You never know when it’ll happen. Complaining oftentimes results in retaliation by the police. So not only are you in a state of heightened awareness, wondering what’s going to happen to you whenever you walk outside your door, you’re also concerned about being targeted for retaliation by the police if you complain. There’s nowhere for you to go.

What do you mean when you talk about retaliation? What do you think people are worried about?

I think the report points out an example of when, after the Roshad McIntosh shootings, there were people who were playing cards on the street who saw what happened, and spoke out against it immediately, and were beaten up by the police. That’s what I mean by retaliation. Police are the people who are supposed to protect you; when they’re the ones committing the crime, who do you go to? And I think that’s what the trip to Geneva represents. We need to go to someone who will listen to us.

Both Mariame Kaba and the U.N. report itself talk about the 1951 report, and that the Committee Against Torture has cited the U.S. for police violence, but that there haven’t been sufficient changes made on the part of the U.S. I’m wondering what sort of pressure you hope to bring to bear through this. Are there specific ways in which you hope this will force change?

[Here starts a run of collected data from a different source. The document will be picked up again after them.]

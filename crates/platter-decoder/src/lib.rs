//! Streaming decoder for discography XML dumps.
//!
//! The layers, bottom up:
//!
//! - [`cursor`]: forward-only [`Token`]s over quick-xml.
//! - [`extract`]: text, child lists and subtree skipping.
//! - [`assemble`]: one [`Assemble`] impl per catalog entity.
//! - [`block`]: the [`Decoder`], which pages entities in blocks, filters them
//!   by quality and feeds a [`platter_core::Sink`].

pub mod assemble;
pub mod block;
pub mod cursor;
pub mod error;
pub mod extract;
pub mod options;

pub use assemble::Assemble;
pub use block::{DecodeStats, Decoder};
pub use cursor::{StartTag, Token, TokenSource, XmlCursor};
pub use error::DecodeError;
pub use options::{BlockOptions, DEFAULT_ITEM_SIZE, Options};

There are a couple of things that make this a little bit different from other times the topic of police violence has been taken up. I think Ferguson plays a big part in this being very different. I think the fact that Trayvon Martin’s family has been to the U.N. recently—we’re going to the U.N. in a context where more and more people are going to the U.N. and pointing out the police misconduct with impunity, and the fact that the federal government isn’t really doing anything to address it, or even properly document the claims and complaints that are being levied against police all over the country, but in Chicago in particular.

We would like to see the CPD provide some sort of information on steps that it would take to end the cruel, inhumane, and degrading treatment of young people. There needs to be a pattern and practice investigation of CPD treatment.

And then overall, I think this trip does raise awareness of a need to critically address the environment in communities of color across the country. This is not just a Chicago thing. It’s not just a Ferguson thing. It’s happening in small and large towns all over the country in relation to people of color. And there needs to be a raised awareness and action against that, to show that people of color have a voice, and that it’s taken seriously.

In the report, and in press releases, you touch on the militarization of police. Why, given the kind of harm that can be done even with tasers, does it matter what kind of weapon the police force has?

I think it matters what they have because of how they’ve used those weapons. I think police do a lot of harm with the weapons that they’ve had: clubs, nightsticks. But they get more weapons, and deadlier weapons. For me it’s kind of common sense. You see in Ferguson, where the police are using rubber bullets and in military gear, and they have tanks at their disposal, and they’re using them against protesters who are unarmed…there’s nothing that makes me think they won’t use the military-grade weapons that are at their disposal readily on a more regular basis to exacerbate the harm inflicted on black and brown communities.

One of the first steps is addressing police militarization, and the need for them to demilitarize themselves. We’re talking about weapons for war. These are weapons for war, and there is not war going on in the streets of Chicago. There’s inequality, and things of that nature going on. And you don’t address that with more guns and more grenades.